Shares of Ford (F, Financial) and General Motors (GM) experienced a notable rise, mainly influenced by political changes involving tariffs and taxes. Ford's stock surged up to 5.6% at one point, reaching $11.19 per share, while the broader indices, S&P 500 and Dow Jones, increased by 2.4% and 3.4%, respectively. General Motors saw its stock climb nearly 3% to $54 per share.
The political landscape shift with the previous administration's focus might benefit traditional automakers like Ford and GM. The administration's lack of interest in electric vehicles (EVs) could see the removal of EV purchase tax incentives, potentially slowing the growth of the U.S. electric car market. This shift could benefit Ford and GM's product strategies as they have yet to profit from EV sales, making their internal combustion engine vehicles more favorable.

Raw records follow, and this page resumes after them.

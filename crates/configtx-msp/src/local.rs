//! Loading signers from a local MSP directory.
//!
//! Layout:
//!
//! ```text
//! <msp_dir>/
//!   signcerts/   identity credential (PEM), first file by name
//!   keystore/    PKCS#8 PEM Ed25519 private key, first file by name
//! ```

use std::path::{Path, PathBuf};

use configtx_core::{Ed25519PublicKey, Keypair};
use tracing::{debug, info};

use crate::error::{MspError, Result};
use crate::signer::{LocalSigner, SigningIdentity};

/// Sub-directory holding the identity credential.
pub const SIGNCERTS_DIR: &str = "signcerts";

/// Sub-directory holding the private key.
pub const KEYSTORE_DIR: &str = "keystore";

/// Load the signing identity stored in `msp_dir`.
pub fn load_local_msp(msp_dir: &Path, msp_id: &str) -> Result<LocalSigner> {
    let cert_path = first_file(&msp_dir.join(SIGNCERTS_DIR))?;
    let key_path = first_file(&msp_dir.join(KEYSTORE_DIR))?;

    let id_bytes = read(&cert_path)?;
    let key_pem = String::from_utf8(read(&key_path)?).map_err(|_| MspError::InvalidKey {
        path: key_path.clone(),
        reason: "not UTF-8 PEM".into(),
    })?;
    let keypair = Keypair::from_pkcs8_pem(&key_pem).map_err(|e| MspError::InvalidKey {
        path: key_path.clone(),
        reason: e.to_string(),
    })?;

    // A bare public key credential must belong to the private key. Other
    // credential formats are carried opaquely.
    if let Some(public_key) = std::str::from_utf8(&id_bytes)
        .ok()
        .and_then(|pem| Ed25519PublicKey::from_pem(pem).ok())
    {
        if public_key != keypair.public_key() {
            return Err(MspError::IdentityMismatch(cert_path));
        }
    }

    info!(msp_id, msp_dir = %msp_dir.display(), "loaded local MSP");
    Ok(LocalSigner::new(SigningIdentity::new(msp_id, id_bytes), keypair))
}

/// Resolve the optional signer for a request.
///
/// An absent or empty directory means no signer.
pub fn resolve_signer(msp_id: &str, msp_dir: Option<&Path>) -> Result<Option<LocalSigner>> {
    match msp_dir {
        Some(dir) if !dir.as_os_str().is_empty() => load_local_msp(dir, msp_id).map(Some),
        _ => {
            debug!(msp_id, "no MSP directory given, not signing");
            Ok(None)
        }
    }
}

fn read(path: &Path) -> Result<Vec<u8>> {
    std::fs::read(path).map_err(|source| MspError::Io {
        path: path.to_path_buf(),
        source,
    })
}

fn first_file(dir: &Path) -> Result<PathBuf> {
    let entries = std::fs::read_dir(dir).map_err(|source| MspError::Io {
        path: dir.to_path_buf(),
        source,
    })?;

    let mut files = Vec::new();
    for entry in entries {
        let entry = entry.map_err(|source| MspError::Io {
            path: dir.to_path_buf(),
            source,
        })?;
        let path = entry.path();
        if path.is_file() {
            files.push(path);
        }
    }

    files.sort();
    files
        .into_iter()
        .next()
        .ok_or_else(|| MspError::EmptyDirectory(dir.to_path_buf()))
}

#[cfg(test)]
mod tests {
    use super::*;
    use crate::signer::Signer;
    use configtxlator_testkit::TestMsp;

    #[test]
    fn test_load_generated_msp() {
        let msp = TestMsp::new("Org1MSP", 1);
        let signer = load_local_msp(msp.path(), "Org1MSP").unwrap();
        assert_eq!(signer.msp_id(), "Org1MSP");
        assert_eq!(signer.public_key(), msp.keypair().public_key());
    }

    #[test]
    fn test_resolve_absent_and_empty() {
        assert!(resolve_signer("Org1MSP", None).unwrap().is_none());
        assert!(resolve_signer("Org1MSP", Some(Path::new(""))).unwrap().is_none());

        let msp = TestMsp::new("Org1MSP", 2);
        assert!(resolve_signer("Org1MSP", Some(msp.path())).unwrap().is_some());
    }

    #[test]
    fn test_missing_directory() {
        let dir = tempfile::tempdir().unwrap();
        let err = load_local_msp(&dir.path().join("nope"), "Org1MSP").unwrap_err();
        assert!(matches!(err, MspError::Io { .. }));
    }

    #[test]
    fn test_empty_keystore() {
        let msp = TestMsp::new("Org1MSP", 3);
        let keystore = msp.path().join(KEYSTORE_DIR);
        for entry in std::fs::read_dir(&keystore).unwrap() {
            std::fs::remove_file(entry.unwrap().path()).unwrap();
        }

        let err = load_local_msp(msp.path(), "Org1MSP").unwrap_err();
        assert!(matches!(err, MspError::EmptyDirectory(_)));
    }

    #[test]
    fn test_garbage_key() {
        let msp = TestMsp::new("Org1MSP", 4);
        let keystore = msp.path().join(KEYSTORE_DIR);
        for entry in std::fs::read_dir(&keystore).unwrap() {
            std::fs::write(entry.unwrap().path(), b"garbage").unwrap();
        }

        let err = load_local_msp(msp.path(), "Org1MSP").unwrap_err();
        assert!(matches!(err, MspError::InvalidKey { .. }));
    }

    #[test]
    fn test_mismatched_identity() {
        let msp = TestMsp::new("Org1MSP", 5);
        let other = Keypair::from_seed(&[0xee; 32]).public_key().to_pem().unwrap();
        std::fs::write(msp.path().join(SIGNCERTS_DIR).join("cert.pem"), other).unwrap();

        let err = load_local_msp(msp.path(), "Org1MSP").unwrap_err();
        assert!(matches!(err, MspError::IdentityMismatch(_)));
    }

    #[test]
    fn test_opaque_certificate_accepted() {
        let msp = TestMsp::new("Org1MSP", 6);
        let cert = b"-----BEGIN CERTIFICATE-----\nMIIB\n-----END CERTIFICATE-----\n";
        std::fs::write(msp.path().join(SIGNCERTS_DIR).join("cert.pem"), cert).unwrap();

        let signer = load_local_msp(msp.path(), "Org1MSP").unwrap();
        assert_eq!(signer.identity().id_bytes(), cert);
    }
}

Despite the focus on traditional vehicles, Tesla's share (TSLA) rose by 14.5% to $288 per share. Tesla, with its global EV sales and economies of scale, remains profitable even without tax incentives. Additionally, the company's alignment with political figures might offer strategic advantages.
Baird analyst Ben Kallo noted that not all current administration EV policies will change, highlighting that some initiatives could benefit various states. However, the stance on EVs could pose a challenge, leading to a decline in Rivian's (RIVN) shares by 8.3%.
Proposals to reduce corporate tax rates and provide domestic production benefits could favor Tesla, GM, and Ford, as these companies manufacture in the U.S. Potential tariffs on foreign auto imports and Chinese EVs might protect domestic manufacturers from international competition. Such political shifts reduce policy uncertainty, making it easier for investors to anticipate market impacts.
Furthermore, Ford's stand-out performance is partly due to its previous underperformance compared to GM. While GM's shares climbed approximately 17% over the past month, Ford's remained relatively stagnant, creating an opportunity for a rebound.